**Task requirements:**
When the line with "let data: Value" appears below, start repeating lines exactly, and keep going through the line with "pub const SPIN_THRESHOLD: Duration"; add nothing outside that span.

**Data:**
^^^^^^^^^^^^^^^^

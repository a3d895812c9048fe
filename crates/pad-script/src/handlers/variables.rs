//! set, add, contains, random*, export_json, import_json

use std::path::PathBuf;

use pad_core::{value, Command, Value};
use rand::seq::SliceRandom;
use rand::Rng;
use serde_json::Map;
use tracing::{debug, info};

use crate::context::ExecutionContext;
use crate::error::{ScriptError, ScriptResult};
use crate::registry::Flow;

const DEFAULT_EXPORT_FILE: &str = "export.json";
const DEFAULT_IMPORT_FILE: &str = "import.json";

/// Target variable name for `set`/`add`
fn var_name(ctx: &ExecutionContext, cmd: &Command) -> ScriptResult<String> {
    let name = ctx.out_name(cmd, "var", "");
    if name.is_empty() {
        return Err(ScriptError::invalid(format!(
            "{}: 'var' must be a non-empty string",
            cmd.name()
        )));
    }
    Ok(name)
}

pub(super) fn set(ctx: &mut ExecutionContext, cmd: &Command) -> ScriptResult<Flow> {
    let name = var_name(ctx, cmd)?;
    let value = ctx.required(cmd, "value")?;
    debug!(var = %name, value = %value, "set");
    ctx.set_var(name, value);
    Ok(Flow::Next)
}

/// Numeric addition, or concatenation of two strings or two lists
pub(crate) fn add_values(current: Value, delta: Value) -> ScriptResult<Value> {
    match (current, delta) {
        (Value::String(mut a), Value::String(b)) => {
            a.push_str(&b);
            Ok(Value::String(a))
        }
        (Value::Array(mut a), Value::Array(b)) => {
            a.extend(b);
            Ok(Value::Array(a))
        }
        (a, b) => {
            if let (Some(x), Some(y)) = (value::as_i64(&a), value::as_i64(&b)) {
                if let Some(sum) = x.checked_add(y) {
                    return Ok(Value::from(sum));
                }
            }
            match (value::as_f64(&a), value::as_f64(&b)) {
                (Some(x), Some(y)) => value::from_f64(x + y)
                    .ok_or_else(|| ScriptError::invalid("add: result is not finite")),
                _ => Err(ScriptError::invalid(format!(
                    "add: cannot add {} to {}",
                    value::type_name(&b),
                    value::type_name(&a)
                ))),
            }
        }
    }
}

pub(super) fn add(ctx: &mut ExecutionContext, cmd: &Command) -> ScriptResult<Flow> {
    let name = var_name(ctx, cmd)?;
    let current = ctx.var(&name).cloned().unwrap_or_else(|| Value::from(0));
    let delta = ctx.arg(cmd, "value", Value::from(0))?;
    let sum = add_values(current, delta)?;
    ctx.set_var(name, sum);
    Ok(Flow::Next)
}

/// Membership test; incompatible types are simply not contained
pub(crate) fn contains_value(haystack: &Value, needle: &Value) -> bool {
    match (haystack, needle) {
        (Value::String(h), Value::String(n)) => h.contains(n.as_str()),
        (Value::Array(items), needle) => items.contains(needle),
        (Value::Object(map), Value::String(key)) => map.contains_key(key),
        _ => false,
    }
}

pub(super) fn contains(ctx: &mut ExecutionContext, cmd: &Command) -> ScriptResult<Flow> {
    let needle = ctx.arg(cmd, "needle", Value::Null)?;
    let haystack = ctx.arg(cmd, "haystack", Value::Null)?;
    let out = ctx.out_name(cmd, "out", "found");
    ctx.set_var(out, Value::Bool(contains_value(&haystack, &needle)));
    Ok(Flow::Next)
}

pub(super) fn random(ctx: &mut ExecutionContext, cmd: &Command) -> ScriptResult<Flow> {
    let choices = match cmd.get("choices") {
        Some(raw) => match ctx.resolve_deep(raw)? {
            Value::Array(items) => items,
            other => {
                return Err(ScriptError::invalid(format!(
                    "random: choices must be a list, got {}",
                    value::type_name(&other)
                )))
            }
        },
        None => Vec::new(),
    };
    let picked = choices
        .choose(&mut rand::thread_rng())
        .cloned()
        .ok_or_else(|| ScriptError::invalid("random: choices list cannot be empty"))?;

    let out = ctx.out_name(cmd, "out", "random_value");
    ctx.set_var(out, picked);
    Ok(Flow::Next)
}

pub(super) fn random_range(ctx: &mut ExecutionContext, cmd: &Command) -> ScriptResult<Flow> {
    let min = ctx.number_arg(cmd, "min", 0.0)?;
    let max = ctx.number_arg(cmd, "max", 100.0)?;
    let integer = value::is_truthy(&ctx.arg(cmd, "integer", Value::Bool(false))?);
    if !min.is_finite() || !max.is_finite() {
        return Err(ScriptError::invalid(format!(
            "random_range: bounds must be finite, got {min} and {max}"
        )));
    }
    if min > max {
        return Err(ScriptError::invalid(format!(
            "random_range: min ({min}) cannot be greater than max ({max})"
        )));
    }
    if !integer && !(max - min).is_finite() {
        return Err(ScriptError::invalid(format!(
            "random_range: range from {min} to {max} is too wide"
        )));
    }

    let mut rng = rand::thread_rng();
    let picked = if integer {
        let (lo, hi) = (min as i64, max as i64);
        Value::from(rng.gen_range(lo..=hi))
    } else {
        value::from_f64(rng.gen_range(min..=max)).unwrap_or(Value::Null)
    };

    let out = ctx.out_name(cmd, "out", "random_value");
    ctx.set_var(out, picked);
    Ok(Flow::Next)
}

pub(super) fn random_value(ctx: &mut ExecutionContext, cmd: &Command) -> ScriptResult<Flow> {
    let picked: f64 = rand::thread_rng().gen();
    let out = ctx.out_name(cmd, "out", "random_value");
    ctx.set_var(out, value::from_f64(picked).unwrap_or(Value::Null));
    Ok(Flow::Next)
}

fn filename_arg(ctx: &ExecutionContext, cmd: &Command, default: &str) -> ScriptResult<PathBuf> {
    match ctx.arg(cmd, "filename", Value::from(default))? {
        Value::String(name) if !name.trim().is_empty() => Ok(PathBuf::from(name.trim())),
        other => Err(ScriptError::invalid(format!(
            "{}: filename must be a non-empty string, got {other}",
            cmd.name()
        ))),
    }
}

/// Write the listed variables (all of them when no list is given)
pub(super) fn export_json(ctx: &mut ExecutionContext, cmd: &Command) -> ScriptResult<Flow> {
    let path = filename_arg(ctx, cmd, DEFAULT_EXPORT_FILE)?;
    let selection = ctx.arg(cmd, "vars", Value::Null)?;

    let names: Vec<String> = match selection {
        Value::Array(items) => items
            .into_iter()
            .map(|item| match item {
                Value::String(name) => Ok(name),
                other => Err(ScriptError::invalid(format!(
                    "export_json: vars must be variable names (strings), got {other}"
                ))),
            })
            .collect::<ScriptResult<_>>()?,
        _ => Vec::new(),
    };

    let data: Map<String, Value> = if names.is_empty() {
        ctx.vars.iter().map(|(k, v)| (k.clone(), v.clone())).collect()
    } else {
        names
            .into_iter()
            .filter_map(|name| ctx.var(&name).cloned().map(|v| (name, v)))
            .collect()
    };

    let text = serde_json::to_string_pretty(&Value::Object(data))
        .map_err(|e| ScriptError::Internal(format!("export_json: {e}")))?;
    std::fs::write(&path, text).map_err(|source| ScriptError::Io {
        path: path.clone(),
        source,
    })?;
    info!(path = %path.display(), "variables exported");
    Ok(Flow::Next)
}

/// Merge a JSON object's keys into the variables
pub(super) fn import_json(ctx: &mut ExecutionContext, cmd: &Command) -> ScriptResult<Flow> {
    let path = filename_arg(ctx, cmd, DEFAULT_IMPORT_FILE)?;
    let text = std::fs::read_to_string(&path).map_err(|source| ScriptError::Io {
        path: path.clone(),
        source,
    })?;
    let data: Value = serde_json::from_str(&text).map_err(|e| {
        ScriptError::invalid(format!("import_json: invalid JSON in {}: {e}", path.display()))
    })?;
    let Value::Object(map) = data else {
        return Err(ScriptError::invalid(format!(
            "import_json: {} must contain a JSON object",
            path.display()
        )));
    };

    let count = map.len();
    for (key, value) in map {
        ctx.set_var(key, value);
    }
    info!(path = %path.display(), count, "variables imported");
    Ok(Flow::Next)
}
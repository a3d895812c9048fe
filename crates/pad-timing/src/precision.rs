//! Hybrid sleep/spin waits
//!
//! Waits shorter than [`SPIN_THRESHOLD`] spin against the deadline. Longer
//! waits sleep in short chunks (deliberately asking for less than the time
//! left) until the threshold is reached, then spin the remainder. The stop
//! flag is checked once per chunk and on every spin iteration, which bounds
//! cancellation latency to about one chunk.
//!
//! A duration too large to add to the current instant never completes; the
//! wait lasts until the token is cancelled.

use std::time::{Duration, Instant};

use crate::CancelToken;

/// Below this remaining time the wait spins instead of sleeping
pub const SPIN_THRESHOLD: Duration = Duration::from_millis(2);

/// Bounds for a single coarse sleep request
const MIN_CHUNK: Duration = Duration::from_micros(500);
const MAX_CHUNK: Duration = Duration::from_millis(1);

/// How a wait ended
#[derive(Debug, Clone, Copy, PartialEq, Eq)]
pub enum SleepOutcome {
    /// The full duration elapsed
    Completed,
    /// The cancel token was set before the deadline
    Cancelled,
}

impl SleepOutcome {
    /// Whether the wait was cut short
    pub fn is_cancelled(self) -> bool {
        self == SleepOutcome::Cancelled
    }
}

/// Block for at least `duration` with sub-millisecond error
pub fn sleep_precise(duration: Duration) {
    wait_for(duration, None);
}

/// Block for `duration`, returning early once `cancel` is set
pub fn sleep_interruptible(duration: Duration, cancel: &CancelToken) -> SleepOutcome {
    wait_for(duration, Some(cancel))
}

/// Block until `deadline`, returning early once `cancel` is set
///
/// A deadline already in the past returns [`SleepOutcome::Completed`]
/// immediately.
pub fn sleep_until_interruptible(deadline: Instant, cancel: &CancelToken) -> SleepOutcome {
    wait_for_deadline(deadline, Some(cancel))
}

fn wait_for(duration: Duration, cancel: Option<&CancelToken>) -> SleepOutcome {
    match Instant::now().checked_add(duration) {
        Some(deadline) => wait_for_deadline(deadline, cancel),
        None => wait_for_cancel(cancel),
    }
}

fn wait_for_cancel(cancel: Option<&CancelToken>) -> SleepOutcome {
    loop {
        if cancel.is_some_and(CancelToken::is_cancelled) {
            return SleepOutcome::Cancelled;
        }
        std::thread::sleep(MAX_CHUNK);
    }
}

fn wait_for_deadline(deadline: Instant, cancel: Option<&CancelToken>) -> SleepOutcome {
    loop {
        let now = Instant::now();
        let Some(remaining) = deadline.checked_duration_since(now).filter(|d| !d.is_zero()) else {
            return SleepOutcome::Completed;
        };

        if cancel.is_some_and(CancelToken::is_cancelled) {
            return SleepOutcome::Cancelled;
        }

        if remaining > SPIN_THRESHOLD {
            let chunk = (remaining - SPIN_THRESHOLD).clamp(MIN_CHUNK, MAX_CHUNK);
            std::thread::sleep(chunk);
        } else {
            std::hint::spin_loop();
        }
    }
}

#[cfg(test)]
mod tests {
    use super::*;

    #[test]
    fn test_sleep_precise_waits_at_least_duration() {
        for ms in [1u64, 5, 20] {
            let d = Duration::from_millis(ms);
            let start = Instant::now();
            sleep_precise(d);
            let elapsed = start.elapsed();
            assert!(elapsed >= d, "{elapsed:?} < {d:?}");
            assert!(elapsed < d + Duration::from_millis(10), "{elapsed:?} overshoot");
        }
    }

    #[test]
    fn test_zero_duration_returns_immediately() {
        let token = CancelToken::new();
        token.cancel();
        assert_eq!(
            sleep_interruptible(Duration::ZERO, &token),
            SleepOutcome::Completed
        );
    }

    #[test]
    fn test_cancelled_token_stops_wait_at_once() {
        let token = CancelToken::new();
        token.cancel();

        let start = Instant::now();
        let outcome = sleep_interruptible(Duration::from_secs(5), &token);
        assert!(outcome.is_cancelled());
        assert!(start.elapsed() < Duration::from_millis(5));
    }

    #[test]
    fn test_sleep_interruptible_returns_soon_after_cancel() {
        let token = CancelToken::new();
        let remote = token.clone();
        let canceller = std::thread::spawn(move || {
            std::thread::sleep(Duration::from_millis(10));
            remote.cancel();
        });

        let start = Instant::now();
        let outcome = sleep_interruptible(Duration::from_millis(50), &token);
        let elapsed = start.elapsed();
        canceller.join().unwrap();

        assert!(outcome.is_cancelled());
        assert!(elapsed >= Duration::from_millis(10), "{elapsed:?}");
        assert!(elapsed < Duration::from_millis(30), "{elapsed:?}");
    }

    #[test]
    fn test_short_wait_spins_to_completion() {
        let token = CancelToken::new();
        let d = Duration::from_micros(800);
        let start = Instant::now();
        assert_eq!(sleep_interruptible(d, &token), SleepOutcome::Completed);
        assert!(start.elapsed() >= d);
    }

    #[test]
    fn test_unrepresentable_duration_waits_for_cancel() {
        let token = CancelToken::new();
        let remote = token.clone();
        let canceller = std::thread::spawn(move || {
            std::thread::sleep(Duration::from_millis(10));
            remote.cancel();
        });

        let start = Instant::now();
        let outcome = sleep_interruptible(Duration::MAX, &token);
        canceller.join().unwrap();

        assert!(outcome.is_cancelled());
        assert!(start.elapsed() < Duration::from_millis(100));
    }

    #[test]
    fn test_past_deadline_completes() {
        let token = CancelToken::new();
        let deadline = Instant::now();
        std::thread::sleep(Duration::from_millis(1));
        assert_eq!(
            sleep_until_interruptible(deadline, &token),
            SleepOutcome::Completed
        );
    }
}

^^^^^^^^^^^^^^^^

**Response:**
    let data: Value = serde_json::from_str(&text).map_err(|e| {
        ScriptError::invalid(format!("import_json: invalid JSON in {}: {e}", path.display()))
    })?;
    let Value::Object(map) = data else {
        return Err(ScriptError::invalid(format!(
            "import_json: {} must contain a JSON object",
            path.display()
        )));
    };

    let count = map.len();
    for (key, value) in map {
        ctx.set_var(key, value);
    }
    info!(path = %path.display(), count, "variables imported");
    Ok(Flow::Next)
}
repository a3d895812c9048fe
filename crates/pad-timing/src/precision.rs
//! Hybrid sleep/spin waits
//!
//! Waits shorter than [`SPIN_THRESHOLD`] spin against the deadline. Longer
//! waits sleep in short chunks (deliberately asking for less than the time
//! left) until the threshold is reached, then spin the remainder. The stop
//! flag is checked once per chunk and on every spin iteration, which bounds
//! cancellation latency to about one chunk.
//!
//! A duration too large to add to the current instant never completes; the
//! wait lasts until the token is cancelled.

use std::time::{Duration, Instant};

use crate::CancelToken;

/// Below this remaining time the wait spins instead of sleeping
pub const SPIN_THRESHOLD: Duration = Duration::from_millis(2);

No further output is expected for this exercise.